## WORK TASK
For each line below that contains the word "into", return that line.

## ENTRIES SHOWN
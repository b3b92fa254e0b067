//! Configuration management for hikitsugi
//!
//! Settings are loaded from environment variables with sensible defaults.
//! Command-line flags override individual values after loading.
//!
//! # Environment Variables
//!
//! - `HIKITSUGI_SERVER_URL`: Server base URL - default: "http://localhost:8000"
//! - `HIKITSUGI_REQUEST_TIMEOUT`: Timeout for short requests in seconds - default: "30"
//! - `HIKITSUGI_ANALYSIS_TIMEOUT`: Timeout for upload, analysis and document
//!   generation in seconds - default: "1800"
//! - `HIKITSUGI_RETRY_INITIAL_MS`: First event stream reconnect delay - default: "1000"
//! - `HIKITSUGI_RETRY_MAX_MS`: Reconnect delay cap - default: "30000"
//! - `HIKITSUGI_MAX_RETRIES`: Reconnects before giving up - default: "5"
//! - `HIKITSUGI_MAX_UPLOAD_BYTES`: Largest accepted recording - default: 2 GiB
//! - `HIKITSUGI_LOG_LEVEL`: Logging level - default: "info"
//!
//! # Example
//!
//! ```no_run
//! use hikitsugi::ClientConfig;
//!
//! let config = ClientConfig::default();
//! config.validate().expect("Invalid configuration");
//! println!("{}", config);
//! ```

use crate::controllers::DEFAULT_MAX_UPLOAD_BYTES;
use crate::events::RetryPolicy;
use serde::Serialize;
use std::env;
use std::fmt;
use std::time::Duration;
use thiserror::Error;

const DEFAULT_SERVER_URL: &str = "http://localhost:8000";
const DEFAULT_LOG_LEVEL: &str = "info";
const DEFAULT_REQUEST_TIMEOUT_SECS: u64 = 30;
const DEFAULT_ANALYSIS_TIMEOUT_SECS: u64 = 1800;
const DEFAULT_RETRY_INITIAL_MS: u64 = 1000;
const DEFAULT_RETRY_MAX_MS: u64 = 30_000;
const DEFAULT_MAX_RETRIES: u32 = 5;

#[derive(Debug, Error)]
pub enum ConfigError {
    #[error("Invalid server URL: {0}. It must start with http:// or https://")]
    InvalidServerUrl(String),

    #[error("Configuration validation failed: {0}")]
    ValidationFailed(String),
}

#[derive(Debug, Clone, PartialEq, Eq, Serialize)]
pub struct ClientConfig {
    /// Base URL of the server, without the `/api` suffix
    pub server_url: String,

    pub request_timeout_secs: u64,

    /// Used for upload, analysis start and document generation
    pub analysis_timeout_secs: u64,

    pub retry_initial_ms: u64,
    pub retry_max_ms: u64,
    pub max_retries: u32,

    pub max_upload_bytes: u64,

    /// Logging level (trace, debug, info, warn, error)
    pub log_level: String,
}

fn env_parse<T: std::str::FromStr>(key: &str, default: T) -> T {
    env::var(key)
        .ok()
        .and_then(|v| v.trim().parse::<T>().ok())
        .unwrap_or(default)
}

impl Default for ClientConfig {
    /// Loads `HIKITSUGI_*` environment variables, falling back to defaults
    /// for missing or unparsable values
    fn default() -> Self {
        let server_url = env::var("HIKITSUGI_SERVER_URL")
            .map(|url| url.trim_end_matches('/').to_string())
            .unwrap_or_else(|_| DEFAULT_SERVER_URL.to_string());

        let log_level = env::var("HIKITSUGI_LOG_LEVEL")
            .unwrap_or_else(|_| DEFAULT_LOG_LEVEL.to_string())
            .to_lowercase();

        Self {
            server_url,
            request_timeout_secs: env_parse(
                "HIKITSUGI_REQUEST_TIMEOUT",
                DEFAULT_REQUEST_TIMEOUT_SECS,
            ),
            analysis_timeout_secs: env_parse(
                "HIKITSUGI_ANALYSIS_TIMEOUT",
                DEFAULT_ANALYSIS_TIMEOUT_SECS,
            ),
            retry_initial_ms: env_parse("HIKITSUGI_RETRY_INITIAL_MS", DEFAULT_RETRY_INITIAL_MS),
            retry_max_ms: env_parse("HIKITSUGI_RETRY_MAX_MS", DEFAULT_RETRY_MAX_MS),
            max_retries: env_parse("HIKITSUGI_MAX_RETRIES", DEFAULT_MAX_RETRIES),
            max_upload_bytes: env_parse("HIKITSUGI_MAX_UPLOAD_BYTES", DEFAULT_MAX_UPLOAD_BYTES),
            log_level,
        }
    }
}

impl ClientConfig {
    /// Validates the configuration
    ///
    /// # Errors
    ///
    /// Returns `ConfigError` if any value is out of range
    pub fn validate(&self) -> Result<(), ConfigError> {
        if !(self.server_url.starts_with("http://") || self.server_url.starts_with("https://")) {
            return Err(ConfigError::InvalidServerUrl(self.server_url.clone()));
        }

        if self.request_timeout_secs == 0 || self.analysis_timeout_secs == 0 {
            return Err(ConfigError::ValidationFailed(
                "Timeouts must be at least 1 second".to_string(),
            ));
        }
        if self.analysis_timeout_secs < self.request_timeout_secs {
            return Err(ConfigError::ValidationFailed(
                "Analysis timeout cannot be shorter than the request timeout".to_string(),
            ));
        }

        if self.retry_initial_ms == 0 {
            return Err(ConfigError::ValidationFailed(
                "Initial retry delay must be at least 1ms".to_string(),
            ));
        }
        if self.retry_max_ms < self.retry_initial_ms {
            return Err(ConfigError::ValidationFailed(format!(
                "Retry delay cap ({}ms) is below the initial delay ({}ms)",
                self.retry_max_ms, self.retry_initial_ms
            )));
        }

        if self.max_upload_bytes == 0 {
            return Err(ConfigError::ValidationFailed(
                "Upload limit must be at least 1 byte".to_string(),
            ));
        }

        match self.log_level.as_str() {
            "trace" | "debug" | "info" | "warn" | "error" => {}
            _ => {
                return Err(ConfigError::ValidationFailed(format!(
                    "Invalid log level: {}. Valid options: trace, debug, info, warn, error",
                    self.log_level
                )))
            }
        }

        Ok(())
    }

    pub fn request_timeout(&self) -> Duration {
        Duration::from_secs(self.request_timeout_secs)
    }

    pub fn analysis_timeout(&self) -> Duration {
        Duration::from_secs(self.analysis_timeout_secs)
    }

    pub fn retry_policy(&self) -> RetryPolicy {
        RetryPolicy::new(
            Duration::from_millis(self.retry_initial_ms),
            Duration::from_millis(self.retry_max_ms),
            self.max_retries,
        )
    }
}

impl fmt::Display for ClientConfig {
    fn fmt(&self, f: &mut fmt::Formatter<'_>) -> fmt::Result {
        writeln!(f, "Hikitsugi Configuration:")?;
        writeln!(f, "  Server URL: {}", self.server_url)?;
        writeln!(f, "  Request Timeout: {}s", self.request_timeout_secs)?;
        writeln!(f, "  Analysis Timeout: {}s", self.analysis_timeout_secs)?;
        writeln!(
            f,
            "  Reconnect: {} retries, {}ms initial, {}ms cap",
            self.max_retries, self.retry_initial_ms, self.retry_max_ms
        )?;
        writeln!(f, "  Max Upload Size: {} bytes", self.max_upload_bytes)?;
        writeln!(f, "  Log Level: {}", self.log_level)?;
        Ok(())
    }
}
//! hikitsugi - client for the handover assistant
//!
//! A recording of a business task is uploaded to the handover server, which
//! transcribes and scopes it, asks a few questions and finally writes a
//! handover document. This crate drives that workflow from the client side.
//!
//! # Core Concepts
//!
//! - **Phase machine**: a pure transition function over [`Phase`] that decides
//!   what happens next for every server push and every local result
//! - **Event stream**: a resilient server-sent events connection that
//!   reconnects with exponential backoff
//! - **Controllers**: the request/response steps (upload, questioning,
//!   analysis and document generation)
//! - **Workflow**: owns the session and connects everything through a single
//!   input queue
//!
//! # Example Usage
//!
//! ```no_run
//! use hikitsugi::{ClientConfig, HttpBackend, HttpEventTransport, SessionId, UploadRequest, Workflow};
//! use std::sync::Arc;
//!
//! # async fn example() -> Result<(), Box<dyn std::error::Error>> {
//! let config = ClientConfig::default();
//! let backend = Arc::new(HttpBackend::from_config(&config)?);
//! let transport = Arc::new(HttpEventTransport::new(&config.server_url, config.request_timeout())?);
//!
//! let mut workflow = Workflow::new(backend, transport, SessionId::generate(), config.retry_policy());
//! workflow.run(UploadRequest::new("meeting.mp4")).await?;
//! println!("{}", workflow.context().generated_document().unwrap_or_default());
//! # Ok(())
//! # }
//! ```

pub mod api;
pub mod cli;
pub mod config;
pub mod controllers;
pub mod events;
pub mod machine;
pub mod notice;
pub mod session;
pub mod util;
pub mod workflow;

pub use api::{ApiError, BackendApi, HttpBackend, MockBackend};
pub use config::{ClientConfig, ConfigError};
pub use controllers::{Question, ScopingInsight, UploadRequest};
pub use events::{
    Event, EventStreamClient, EventTransport, HttpEventTransport, MockTransport, RetryPolicy,
    StreamMessage,
};
pub use machine::{Effect, Signal};
pub use notice::{LoggingHandler, NoticeHandler, WorkflowNotice};
pub use session::{Phase, SessionContext, SessionId};
pub use util::{init_from_env, init_logging, LoggingConfig};
pub use workflow::{UserAction, Workflow, WorkflowError, WorkflowInput};

/// Library version
pub const VERSION: &str = env!("CARGO_PKG_VERSION");

/// Library name
pub const NAME: &str = env!("CARGO_PKG_NAME");
//! Subcommand handlers
//!
//! Each handler returns the process exit code: 0 on success, 1 on failure.

use anyhow::{anyhow, Context, Result};
use std::io::BufRead;
use std::path::Path;
use std::sync::Arc;
use tokio::sync::mpsc;
use tracing::{debug, error};

use super::commands::{
    ConfigArgs, DocumentArgs, QuestionsArgs, RunArgs, ServerArgs, StatusArgs,
};
use super::output::{OutputFormat, OutputFormatter, TerminalHandler};
use crate::api::{ApiError, BackendApi, HttpBackend};
use crate::config::ClientConfig;
use crate::controllers::{QuestioningController, UploadRequest};
use crate::events::HttpEventTransport;
use crate::session::SessionId;
use crate::workflow::{UserAction, Workflow, WorkflowInput};

pub async fn handle_run(args: &RunArgs, quiet: bool) -> i32 {
    exit_code(run(args, quiet).await)
}

pub async fn handle_status(args: &StatusArgs) -> i32 {
    exit_code(status(args).await)
}

pub async fn handle_document(args: &DocumentArgs) -> i32 {
    exit_code(document(args).await)
}

pub async fn handle_questions(args: &QuestionsArgs) -> i32 {
    let questions = QuestioningController::default();
    exit_code(
        OutputFormatter::new(args.format.into())
            .format_questions(questions.questions())
            .map(|output| {
                print!("{}", output);
                0
            }),
    )
}

pub async fn handle_config(args: &ConfigArgs) -> i32 {
    let config = apply_overrides(ClientConfig::default(), &args.server);
    let printed = OutputFormatter::new(args.format.into())
        .format_config(&config)
        .map(|output| print!("{}", output));
    if let Err(e) = printed {
        return exit_code(Err(e));
    }

    match config.validate() {
        Ok(()) => 0,
        Err(e) => {
            eprintln!("Error: {}", e);
            1
        }
    }
}

fn exit_code(result: Result<i32>) -> i32 {
    match result {
        Ok(code) => code,
        Err(e) => {
            match e.downcast_ref::<ApiError>() {
                Some(api_error) => eprintln!("{}", api_error.help_message()),
                None => eprintln!("Error: {:#}", e),
            }
            1
        }
    }
}

fn apply_overrides(mut config: ClientConfig, server: &ServerArgs) -> ClientConfig {
    if let Some(ref url) = server.server {
        config.server_url = url.trim_end_matches('/').to_string();
    }
    if let Some(timeout) = server.timeout {
        config.request_timeout_secs = timeout;
    }
    config
}

fn load_config(server: &ServerArgs) -> Result<ClientConfig> {
    let config = apply_overrides(ClientConfig::default(), server);
    config.validate().context("Invalid configuration")?;
    debug!(server = %config.server_url, "Configuration loaded");
    Ok(config)
}

fn write_output(output: &str, path: Option<&Path>) -> Result<()> {
    match path {
        Some(path) => std::fs::write(path, output)
            .with_context(|| format!("Failed to write output to {}", path.display())),
        None => {
            print!("{}", output);
            Ok(())
        }
    }
}

/// Forwards stdin lines as answers. EOF is reported once, then the thread ends.
fn spawn_stdin_reader(sender: mpsc::UnboundedSender<WorkflowInput>) {
    std::thread::spawn(move || {
        let stdin = std::io::stdin();
        for line in stdin.lock().lines() {
            let Ok(line) = line else {
                break;
            };
            if sender.send(UserAction::Answer(line).into()).is_err() {
                return;
            }
        }
        let _ = sender.send(UserAction::EndOfInput.into());
    });
}

async fn run(args: &RunArgs, quiet: bool) -> Result<i32> {
    let config = load_config(&args.server)?;

    let session_id = match args.session_id {
        Some(ref id) => SessionId::new(id.clone())?,
        None => SessionId::generate(),
    };

    let backend = Arc::new(HttpBackend::from_config(&config)?);
    let transport = Arc::new(
        HttpEventTransport::new(&config.server_url, config.request_timeout())
            .context("Failed to create the event stream client")?,
    );

    let mut workflow = Workflow::new(backend, transport, session_id, config.retry_policy())
        .with_max_upload_bytes(config.max_upload_bytes)
        .with_notice_handler(Arc::new(TerminalHandler::new(quiet)));
    spawn_stdin_reader(workflow.input_sender());

    let request = UploadRequest::new(&args.file)
        .with_title(&args.title)
        .with_author(&args.author)
        .with_notes(&args.notes);

    let result = workflow.run(request).await;
    workflow.shutdown().await;

    let format: OutputFormat = args.format.into();
    let summary = workflow.context().summary();
    if result.is_ok() || format != OutputFormat::Human {
        let output = OutputFormatter::new(format).format_summary(&summary)?;
        write_output(&output, args.output.as_deref())?;
    }

    match result {
        Ok(()) => Ok(0),
        Err(e) => {
            error!(session_id = %summary.session_id, error = %e, "Run failed");
            eprintln!("Error: {}", e);
            Ok(1)
        }
    }
}

async fn status(args: &StatusArgs) -> Result<i32> {
    let config = load_config(&args.server)?;
    let session_id = SessionId::new(args.session_id.clone())?;
    let backend = HttpBackend::from_config(&config)?;

    let status = backend.fetch_status(&session_id).await?;
    let output = OutputFormatter::new(args.format.into()).format_status(&status)?;
    print!("{}", output);
    Ok(0)
}

async fn document(args: &DocumentArgs) -> Result<i32> {
    let config = load_config(&args.server)?;
    let session_id = SessionId::new(args.session_id.clone())?;
    let backend = HttpBackend::from_config(&config)?;

    let stored = backend.fetch_document(&session_id).await?;
    let document = stored
        .document
        .filter(|document| !document.trim().is_empty())
        .ok_or_else(|| anyhow!("No document has been generated for session {}", session_id))?;

    write_output(&document, args.output.as_deref())?;
    Ok(0)
}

## WRITTEN ANSWER
        OutputFormatter::new(args.format.into())
    let printed = OutputFormatter::new(args.format.into())
            if sender.send(UserAction::Answer(line).into()).is_err() {
        let _ = sender.send(UserAction::EndOfInput.into());
    let format: OutputFormat = args.format.into();
    let output = OutputFormatter::new(args.format.into()).format_status(&status)?;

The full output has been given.